3) We also ‘need to find the right language’ to use (AL40) to reach the hearts of young people and appeal to their capacity for generosity, inviting them to take up the challenge of their vocation with enthusiasm, courage and heroism. Here we have to recognise that there is a gap between formal language (in theology or liturgy) and a family’s everyday language, although Pope Francis seems to bridge that gap quite remarkably! We also have to recognise that not a few couples start with little desire for marriage preparation. 

Finding the right language and good communication are key to any relationship. In marriage preparation, couples can learn new skills for good communication, keeping a relationship open and healthy. In our country, poor communication is cited as the main reason for relationship breakdown. Little things like sulking, being critical, shouting, can be so destructive, and lead to isolation and detachment. Getting to know one another as a couple is not always smooth and painless: each of the spouses has to be a bit vulnerable in order for the other to know them more deeply. They might prefer to keep some things hidden! 

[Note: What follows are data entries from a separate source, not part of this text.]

//! Tests for display-side rendering
//!
//! These tests verify:
//! - Temporal cells are converted and their originals kept
//! - Per-column overrides and reformatting
//! - WAL-only row flags

use std::collections::{BTreeSet, HashMap, HashSet};

use tableinfo::display::{render_value, DisplayGrid, RowHandle};
use tableinfo::{FormatTag, KeywordMatcher, ReconciledResult, Row, Value, WalOnlyKeys, WalStatus};

const NEW_YEAR_JST: i64 = 1_704_034_800_000_000;

fn sample_result() -> ReconciledResult {
    ReconciledResult {
        columns: vec![
            "Z_PK".to_string(),
            "ZTIMESTAMP".to_string(),
            "ZTEXT".to_string(),
        ],
        rows: vec![
            Row::new(vec![Value::Integer(1), Value::Integer(NEW_YEAR_JST), Value::from("hi")]),
            Row::new(vec![Value::Integer(2), Value::Null, Value::from("no time")]),
            Row::new(vec![Value::Integer(3), Value::from("pending"), Value::from("wal")]),
        ],
        wal_only: WalOnlyKeys::Indices(BTreeSet::from([2])),
        main_row_count: 2,
        wal_status: WalStatus::Merged {
            source: "standalone".to_string(),
            rows_read: 1,
        },
    }
}

fn build(result: &ReconciledResult) -> DisplayGrid {
    DisplayGrid::build(result, &KeywordMatcher::default(), &HashMap::new(), FormatTag::Jst)
}

#[test]
fn test_temporal_cells_converted() {
    let grid = build(&sample_result());

    assert_eq!(grid.temporal, vec![false, true, false]);
    assert_eq!(grid.cells[0], vec!["1", "2024-01-01 00:00:00", "hi"]);
    assert_eq!(grid.cells[1][1], "");
    assert_eq!(grid.cells[2][1], "pending");
}

#[test]
fn test_originals_kept_for_converted_cells() {
    let grid = build(&sample_result());

    assert_eq!(
        grid.original_value(RowHandle(0), 1),
        Some(&Value::Integer(NEW_YEAR_JST))
    );
    assert_eq!(grid.original_value(RowHandle(1), 1), None);
    assert_eq!(grid.original_value(RowHandle(0), 2), None);
}

#[test]
fn test_wal_rows_flagged() {
    let grid = build(&sample_result());
    assert_eq!(grid.wal_rows, vec![false, false, true]);
    assert_eq!(grid.row_count(), 3);
}

#[test]
fn test_column_override() {
    let overrides = HashMap::from([("ZTIMESTAMP".to_string(), FormatTag::Utc)]);
    let grid = DisplayGrid::build(&sample_result(), &KeywordMatcher::default(), &overrides, FormatTag::Jst);

    assert_eq!(grid.cells[0][1], "2023-12-31 15:00:00");
    assert_eq!(grid.formats[1], FormatTag::Utc);
}

#[test]
fn test_reformat_uses_originals() {
    let mut grid = build(&sample_result());

    assert!(grid.reformat("ZTIMESTAMP", FormatTag::UnixSecond));
    assert_eq!(grid.cells[0][1], "1704034800");
    assert_eq!(grid.cells[2][1], "pending");

    assert!(grid.reformat("ZTIMESTAMP", FormatTag::Jst));
    assert_eq!(grid.cells[0][1], "2024-01-01 00:00:00");
}

#[test]
fn test_reformat_rejects_non_temporal_and_unknown_columns() {
    let mut grid = build(&sample_result());

    assert!(!grid.reformat("ZTEXT", FormatTag::Utc));
    assert!(!grid.reformat("ZMISSING", FormatTag::Utc));
    assert_eq!(grid.cells[0][2], "hi");
}

#[test]
fn test_keyed_result_flags_rows_past_main_count() {
    let mut result = sample_result();
    result.wal_only = WalOnlyKeys::Keys(HashSet::new());
    result.main_row_count = 3;

    let grid = build(&result);
    assert_eq!(grid.wal_rows, vec![false, false, false]);
}

#[test]
fn test_render_value() {
    assert_eq!(render_value(&Value::Null), "");
    assert_eq!(render_value(&Value::Real(1.5)), "1.5");
    assert_eq!(render_value(&Value::Blob(vec![0, 1, 2])), "<3 bytes>");
}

4) In marriage preparation, we can help the couple to discover the vocation they are receiving from God. We can ask: ‘How did you know he or she was “the one” for you?’ This is a lovely exercise for engaged couples to do with older couples. It gives the older couples a chance to tell their stories of how they met, what attracted them to the other, and something of their experience of marriage. Then the engaged couples tell their stories of falling in love. In discussing their hopes and expectations, they can ask themselves, ‘Do these match, and if not, is there room for growth, ensuring we are building on common ground?’ Can we as companions help the couple discern the deeper reasons that will keep them together in married life? 

5) In marriage preparation, we seek to balance the call to love each other with the innate call to welcome the gift of children. There is, of course, a fruitfulness in both of these forms of generous love (cf AL151). What we can offer is a fuller vision, deepened through giving oneself and living for the other. Planning a family together is a great privilege. The couple must make their decisions honestly, thoughtfully, taking into full account the teaching of the Church, their own welfare, and the welfare of other children. Children are a gift and treasure for the parents and for the Church. Through them, the Lord renews the world.   

6) In marriage preparation, we also can address the gift of sexuality, the gift of the body, as a vital part of the fruitfulness of marriage. 

It can help to start with human experience from the very beginning, in the womb. In an ultrasound scan, you will see the baby already beginning to explore its environment and respond to touch. For a newborn, touch is critical to their sense of well-being and attachment to their mum and dad. A baby slowly discovers the joy of having a body: ‘here is one hand, and oh,… here is another one’. The baby uses his or her hands to eat. In fact, the baby puts everything into its mouth. As we grow up, we use our hands to greet one another, to hold, to hug, to comfort, to play, to find our way, to look after each other. As lovers, you use your hands to share your love together. Blind people read with their hands, deaf people speak with their hands. They are so very precious! 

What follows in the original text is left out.